Fig 4.

Solid-phase binding and docking predictions to 25HOCh of CRP5 pepscan peptides (A) and predicted best docking location (B). A) For the peptide-binding assays, a series of 15-mer peptides overlapping 5 amino acids from CRP5 was chemically synthesized by adding an amino-terminal biotin molecule. Solid-phases were coated with 2 μg per well of 25HOCh into polystyrene 96-well plates. The binding of 0.05 μg of biotinylated pepscan peptides, detection with peroxidase-labeled streptavidin and staining with OPD were then performed. The means from 3 independent experiments were represented and standard deviations omitted for clarity (S5 Table). For the in silico docking predictions, the modeled pepscan peptides with the lowest energies were docked to several possible conformations of 25HOCh as described in the methods section.

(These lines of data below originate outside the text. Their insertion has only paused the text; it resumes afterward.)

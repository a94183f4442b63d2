use std::fmt::Debug;

use chrono::{DateTime, Utc};
use log::*;
use property_data::PropertyDataSource;

use crate::{
    appeal_api::{
        precheck_objects::{PrecheckOutcome, PrecheckRequest},
        RequestContext,
    },
    config::SystemConfig,
    db_types::{AuditEntityType, AuditEventType, NewAuditEvent, NewPrecheck, PrecheckMetadata, SnapshotConfig},
    eligibility::{compute_eligibility, EligibilityInput},
    events::EventProducers,
    traits::PrecheckManagement,
    PrecheckError,
};

/// Runs eligibility prechecks.
///
/// Each step of [`PrecheckApi::execute`] is a hard gate: the address quality gate, the same-day cache, the daily
/// quota, the property upsert, the budgeted data fetch and the rule pack lookup all run before anything is written.
pub struct PrecheckApi<B, G> {
    db: B,
    gateway: G,
    producers: EventProducers,
}

impl<B, G> Debug for PrecheckApi<B, G> {
    fn fmt(&self, f: &mut std::fmt::Formatter<'_>) -> std::fmt::Result {
        write!(f, "PrecheckApi")
    }
}

impl<B, G> PrecheckApi<B, G> {
    pub fn new(db: B, gateway: G, producers: EventProducers) -> Self {
        Self { db, gateway, producers }
    }

    pub fn db(&self) -> &B {
        &self.db
    }
}

impl<B, G> PrecheckApi<B, G>
where
    B: PrecheckManagement,
    G: PropertyDataSource,
{
    pub async fn execute(
        &self,
        user_id: &str,
        request: &PrecheckRequest,
        config: &SystemConfig,
        ctx: &RequestContext,
    ) -> Result<PrecheckOutcome, PrecheckError> {
        self.execute_at(user_id, request, config, ctx, Utc::now()).await
    }

    /// As [`Self::execute`], with the civil day and the comp age window taken from `now`.
    pub async fn execute_at(
        &self,
        user_id: &str,
        request: &PrecheckRequest,
        config: &SystemConfig,
        ctx: &RequestContext,
        now: DateTime<Utc>,
    ) -> Result<PrecheckOutcome, PrecheckError> {
        request.validate()?;
        let threshold = config.address_score_modal_threshold;
        if request.address_quality_score < threshold && !request.confirmed_by_user {
            debug!(
                "🔍️ Address '{}' scored {} (< {threshold}) and has not been confirmed by {user_id}",
                request.formatted_address, request.address_quality_score
            );
            return Err(PrecheckError::AddressConfirmationRequired { score: request.address_quality_score, threshold });
        }

        let day = config.civil_day(now);
        if let Some(cached) = self.db.fetch_cached_precheck(user_id, &request.place_id, day.start, day.end).await? {
            debug!("🔍️ Returning precheck {} from {} for {user_id} from cache", cached.id, day.date);
            return Ok(PrecheckOutcome::cached(cached));
        }

        let used = self.db.count_prechecks_for_user(user_id, day.start, day.end).await?;
        if used >= config.free_daily_limit {
            info!("🔍️ {user_id} has used {used} of {} prechecks on {}", config.free_daily_limit, day.date);
            return Err(PrecheckError::DailyLimitExceeded { limit: config.free_daily_limit });
        }

        let property = self.db.fetch_or_create_property(request.new_property()).await?;
        trace!("🔍️ Property {} resolved for place {}", property.id, property.place_id);

        let timeouts = config.provider_timeouts();
        let lookup = request.lookup();
        let data = tokio::time::timeout(config.precheck_total_budget(), self.gateway.fetch(&lookup, &timeouts))
            .await
            .map_err(|_| {
                warn!(
                    "🔍️ Property data for '{}' did not arrive within {} ms",
                    request.formatted_address, config.precheck_total_budget_ms
                );
                PrecheckError::BudgetExceeded(config.precheck_total_budget_ms)
            })?;

        let pack = self.db.fetch_active_rule_pack().await?.ok_or(PrecheckError::NoActiveRulePack)?;
        let input = EligibilityInput {
            assessed_value: data.property.assessed_value.unwrap_or_default(),
            comps: &data.comps,
            address_quality_score: request.address_quality_score,
            has_property_data_conflict: false,
            rules: &pack.rules_json.0,
            today: day.date,
        };
        let result = compute_eligibility(&input);

        let metadata = PrecheckMetadata {
            data_source: data.source,
            comps_raw_count: data.comps.len(),
            comps: data.comps,
            comps_used: result.comps,
            property_data: data.property,
        };
        let new_precheck = NewPrecheck {
            user_id: user_id.to_string(),
            property_id: property.id,
            decision: result.decision,
            confidence: result.confidence,
            factors: result.factors,
            metrics: result.metrics,
            snapshot_config: SnapshotConfig::from(&pack),
            metadata,
            explanation: result.explanation,
            confirmed_by_user: request.confirmed_by_user,
            created_at: now,
        };
        let precheck = self.db.insert_precheck(new_precheck).await?;
        info!(
            "🔍️ Precheck {} for {user_id}: {} with confidence {:.2} (rule pack v{})",
            precheck.id, precheck.decision, precheck.confidence, pack.version
        );

        let event = NewAuditEvent::new(AuditEventType::PrecheckCreated, AuditEntityType::Precheck, &precheck.id)
            .with_user(user_id)
            .with_origin(ctx.ip.clone(), ctx.user_agent.clone())
            .at(now);
        self.producers.record_audit(event);
        Ok(PrecheckOutcome::live(precheck))
    }
}
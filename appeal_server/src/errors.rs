use actix_web::{
    error::ResponseError,
    http::{header::ContentType, StatusCode},
    HttpResponse,
};
use appeal_engine::{LeadError, OrderFlowError, PrecheckError, RateLimitError, ReportError};
use log::error;
use serde::Serialize;
use thiserror::Error;

use crate::integrations::payments::PaymentProcessorError;

/// What the caller should do about an error.
#[derive(Debug, Clone, Copy, PartialEq, Eq, Serialize)]
#[serde(rename_all = "snake_case")]
pub enum ErrorKind {
    /// Fix the request and resubmit.
    FixInput,
    /// Wait, then try again.
    RetryLater,
    /// Retrying will not help. Contact support.
    Terminal,
}

#[derive(Debug, Error)]
pub enum ServerError {
    #[error("Could not initialize server. {0}")]
    InitializeError(String),
    #[error("An error occurred on the backend of the server. {0}")]
    BackendError(String),
    #[error("The X-User-Id header is missing or empty")]
    MissingUserId,
    #[error("Could not read request body: {0}")]
    InvalidRequestBody(String),
    #[error("Could not read request query: {0}")]
    InvalidRequestQuery(String),
    #[error("{0}")]
    ValidationError(String),
    #[error("An I/O error happened in the server. {0}")]
    IOError(#[from] std::io::Error),
    #[error("Invalid server configuration. {0}")]
    ConfigurationError(String),
    #[error("UnspecifiedError. {0}")]
    Unspecified(String),
    #[error("The data was not found. {0}")]
    NoRecordFound(String),
    #[error("{0}")]
    Conflict(String),
    #[error("{message}")]
    QuotaExceeded { message: String, limit: i64 },
    #[error("{0}")]
    Busy(String),
    #[error("An upstream service failed. {0}")]
    UpstreamError(String),
    #[error("{0}")]
    UpstreamTimeout(String),
    #[error("{0}")]
    RetryLimitReached(String),
    #[error("{0}")]
    InvalidStateTransition(String),
}

impl ServerError {
    pub fn kind(&self) -> ErrorKind {
        match self {
            Self::MissingUserId |
            Self::InvalidRequestBody(_) |
            Self::InvalidRequestQuery(_) |
            Self::ValidationError(_) |
            Self::NoRecordFound(_) |
            Self::Conflict(_) => ErrorKind::FixInput,
            Self::QuotaExceeded { .. } | Self::Busy(_) | Self::UpstreamError(_) | Self::UpstreamTimeout(_) => {
                ErrorKind::RetryLater
            },
            Self::InitializeError(_) |
            Self::BackendError(_) |
            Self::IOError(_) |
            Self::ConfigurationError(_) |
            Self::Unspecified(_) |
            Self::RetryLimitReached(_) |
            Self::InvalidStateTransition(_) => ErrorKind::Terminal,
        }
    }

    pub fn limit(&self) -> Option<i64> {
        match self {
            Self::QuotaExceeded { limit, .. } => Some(*limit),
            _ => None,
        }
    }
}

impl ResponseError for ServerError {
    fn status_code(&self) -> StatusCode {
        match self {
            Self::MissingUserId => StatusCode::UNAUTHORIZED,
            Self::InvalidRequestBody(_) => StatusCode::BAD_REQUEST,
            Self::InvalidRequestQuery(_) => StatusCode::BAD_REQUEST,
            Self::ValidationError(_) => StatusCode::BAD_REQUEST,
            Self::RetryLimitReached(_) => StatusCode::BAD_REQUEST,
            Self::NoRecordFound(_) => StatusCode::NOT_FOUND,
            Self::Conflict(_) => StatusCode::CONFLICT,
            Self::Busy(_) => StatusCode::CONFLICT,
            Self::InvalidStateTransition(_) => StatusCode::CONFLICT,
            Self::QuotaExceeded { .. } => StatusCode::TOO_MANY_REQUESTS,
            Self::UpstreamError(_) => StatusCode::BAD_GATEWAY,
            Self::UpstreamTimeout(_) => StatusCode::GATEWAY_TIMEOUT,
            Self::InitializeError(_) => StatusCode::INTERNAL_SERVER_ERROR,
            Self::BackendError(_) => StatusCode::INTERNAL_SERVER_ERROR,
            Self::IOError(_) => StatusCode::INTERNAL_SERVER_ERROR,
            Self::ConfigurationError(_) => StatusCode::INTERNAL_SERVER_ERROR,
            Self::Unspecified(_) => StatusCode::INTERNAL_SERVER_ERROR,
        }
    }

    fn error_response(&self) -> HttpResponse {
        let mut body = serde_json::json!({ "error": self.to_string(), "kind": self.kind() });
        if let Some(limit) = self.limit() {
            body["limit"] = limit.into();
        }
        HttpResponse::build(self.status_code()).insert_header(ContentType::json()).body(body.to_string())
    }
}

impl From<PrecheckError> for ServerError {
    fn from(e: PrecheckError) -> Self {
        match e {
            PrecheckError::ValidationError(_) | PrecheckError::AddressConfirmationRequired { .. } => {
                Self::ValidationError(e.to_string())
            },
            PrecheckError::DailyLimitExceeded { limit } => Self::QuotaExceeded { message: e.to_string(), limit },
            PrecheckError::BudgetExceeded(_) => Self::UpstreamTimeout(e.to_string()),
            PrecheckError::NoActiveRulePack => {
                error!("💻️ There is no published rule pack. Prechecks cannot run until one is published.");
                Self::ConfigurationError(e.to_string())
            },
            PrecheckError::DatabaseError(s) => Self::BackendError(s),
        }
    }
}

impl From<OrderFlowError> for ServerError {
    fn from(e: OrderFlowError) -> Self {
        match e {
            OrderFlowError::ValidationError(_) | OrderFlowError::PrecheckNotEligible(_) => {
                Self::ValidationError(e.to_string())
            },
            OrderFlowError::PrecheckNotFound(_) | OrderFlowError::OrderNotFound(_) => Self::NoRecordFound(e.to_string()),
            OrderFlowError::ActiveOrderExists(_) => Self::Conflict(e.to_string()),
            OrderFlowError::InvalidTransition { .. } => Self::InvalidStateTransition(e.to_string()),
            OrderFlowError::DatabaseError(s) => Self::BackendError(s),
        }
    }
}

impl From<ReportError> for ServerError {
    fn from(e: ReportError) -> Self {
        match e {
            ReportError::OrderNotFound(_) | ReportError::ReportNotFound => Self::NoRecordFound(e.to_string()),
            ReportError::OrderNotGeneratable(_) | ReportError::OrderNotRetryable(_) => {
                Self::ValidationError(e.to_string())
            },
            ReportError::MaxRetriesReached(_) => Self::RetryLimitReached(e.to_string()),
            ReportError::LockUnavailable(_) => Self::Busy(e.to_string()),
            ReportError::RenderFailed(_) => Self::UpstreamError(e.to_string()),
            ReportError::SnapshotFailed(_) => Self::BackendError(e.to_string()),
            ReportError::OrderFlow(e) => e.into(),
            ReportError::DatabaseError(s) => Self::BackendError(s),
        }
    }
}

impl From<RateLimitError> for ServerError {
    fn from(e: RateLimitError) -> Self {
        Self::QuotaExceeded { message: e.to_string(), limit: e.limit }
    }
}

impl From<LeadError> for ServerError {
    fn from(e: LeadError) -> Self {
        match e {
            LeadError::ValidationError(_) => Self::ValidationError(e.to_string()),
            LeadError::LeadNotFound(_) => Self::NoRecordFound(e.to_string()),
            LeadError::DatabaseError(s) => Self::BackendError(s),
        }
    }
}

impl From<PaymentProcessorError> for ServerError {
    fn from(e: PaymentProcessorError) -> Self {
        Self::UpstreamError(e.to_string())
    }
}
use actix_web::{
    http::{header::HeaderMap, StatusCode},
    test,
    test::TestRequest,
    web,
    web::ServiceConfig,
    App,
};
use appeal_engine::{
    db_types::{Lead, LeadId, Order, OrderId, OrderStatusType, Precheck, PrecheckId, Report, ReportId},
    SystemConfig,
};
use chrono::{TimeZone, Utc};
use log::debug;
use serde_json::{json, Value};

use crate::{
    auth::USER_ID_HEADER,
    config::ServerOptions,
    server::{json_config, query_config},
};

pub const ALICE: &str = "alice";
pub const BOB: &str = "bob";

pub struct Reply {
    pub status: StatusCode,
    pub headers: HeaderMap,
    pub body: String,
}

impl Reply {
    pub fn json(&self) -> Value {
        serde_json::from_str(&self.body).unwrap_or_else(|e| panic!("Not JSON ({e}): {}", self.body))
    }
}

/// Sends `req` to an app with the default business configuration and whatever `configure` registers.
pub async fn send<F>(req: TestRequest, configure: F) -> Reply
where F: FnOnce(&mut ServiceConfig) {
    let app = App::new()
        .app_data(json_config())
        .app_data(query_config())
        .app_data(web::Data::new(SystemConfig::default()))
        .app_data(web::Data::new(ServerOptions::default()))
        .configure(configure);
    let service = test::init_service(app).await;
    debug!("Making request");
    let res = test::call_service(&service, req.to_request()).await;
    let status = res.status();
    let headers = res.headers().clone();
    let body = String::from_utf8_lossy(&test::read_body(res).await).into_owned();
    Reply { status, headers, body }
}

pub fn as_user(req: TestRequest, user: &str) -> TestRequest {
    req.insert_header((USER_ID_HEADER, user))
}

pub fn precheck(user: &str, decision: &str) -> Precheck {
    serde_json::from_value(json!({
        "id": "pc-1",
        "user_id": user,
        "property_id": "prop-1",
        "decision": decision,
        "confidence": 0.9,
        "factors": ["COMPS_FOUND", "COMPS_LOWER_THAN_ASSESSED", "LOWER_COMP_RATIO_HIGH"],
        "metrics": {
            "assessed_value": 500000,
            "comps_used_count": 5,
            "comps_lower_count": 4,
            "comps_lower_ratio": 0.8,
            "best_lower_comp_gap": 0.16
        },
        "snapshot_config": {
            "rule_pack_id": "rp-1",
            "rule_pack_version": 1,
            "min_comps": 3,
            "min_lower_comps": 2,
            "outlier_low_factor": 0.5,
            "outlier_high_factor": 1.5,
            "max_comp_age_months": 12
        },
        "rule_pack_id": "rp-1",
        "metadata": {
            "data_source": "mock",
            "comps_raw_count": 0,
            "comps": [],
            "comps_used": [],
            "property_data": { "assessed_value": 500000, "county": "Nassau" }
        },
        "explanation": "4 of 5 comparable sales are lower than your assessed value.",
        "engine_version": "e1",
        "confirmed_by_user": false,
        "created_at": "2026-10-19T14:00:00Z"
    }))
    .expect("Invalid precheck fixture")
}

pub fn order(id: &str, user: &str, status: OrderStatusType) -> Order {
    let at = Utc.with_ymd_and_hms(2026, 10, 19, 14, 5, 0).unwrap();
    Order {
        id: OrderId::from(id),
        user_id: user.to_string(),
        precheck_id: PrecheckId::from("pc-1"),
        payment_ref: (status != OrderStatusType::Created).then(|| "pay_1".to_string()),
        idempotency_key: "idem-1".to_string(),
        status,
        legal_accepted_at: at,
        disclaimer_version: "d1".to_string(),
        engine_version: "e1".to_string(),
        locked_until: None,
        lock_token: None,
        created_at: at,
        updated_at: at,
    }
}

pub fn report(order_id: &str, user: &str, attempt_count: i64) -> Report {
    let at = Utc.with_ymd_and_hms(2026, 10, 19, 14, 10, 0).unwrap();
    Report {
        id: ReportId::from("rep-1"),
        order_id: OrderId::from(order_id),
        user_id: user.to_string(),
        template_version: "v1".to_string(),
        engine_version: "e1".to_string(),
        content_snapshot: None,
        pdf_url: None,
        attempt_count,
        last_error: (attempt_count > 0).then(|| "Report rendering failed. connection refused".to_string()),
        last_attempt_at: (attempt_count > 0).then_some(at),
        generated_at: None,
        created_at: at,
    }
}

pub fn lead(id: &str, confirmed: bool) -> Lead {
    let at = Utc.with_ymd_and_hms(2026, 10, 19, 15, 0, 0).unwrap();
    Lead {
        id: LeadId::from(id),
        user_id: ALICE.to_string(),
        email: "alice@example.com".to_string(),
        tag: "grievance-2027".to_string(),
        recontact_month: 1,
        opt_in_confirmed_at: confirmed.then_some(at),
        created_at: at,
    }
}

The docking energies that best fitted the binding data were then represented (S5 Table). Black line, peptide binding to 25HOCh. Blue line, predicted ΔG energy of peptide docking to 25HOCh. B) PyMOL representation of the lowest energy structures of CRP5 and CRP1 complexed to 25HOCh (the remaining CRP1-7 were similar). Green, CRP amino acid chains. Red, 25HOCh. Blue circles, Ca⁺⁺ atoms located at the PC-binding pocket [6].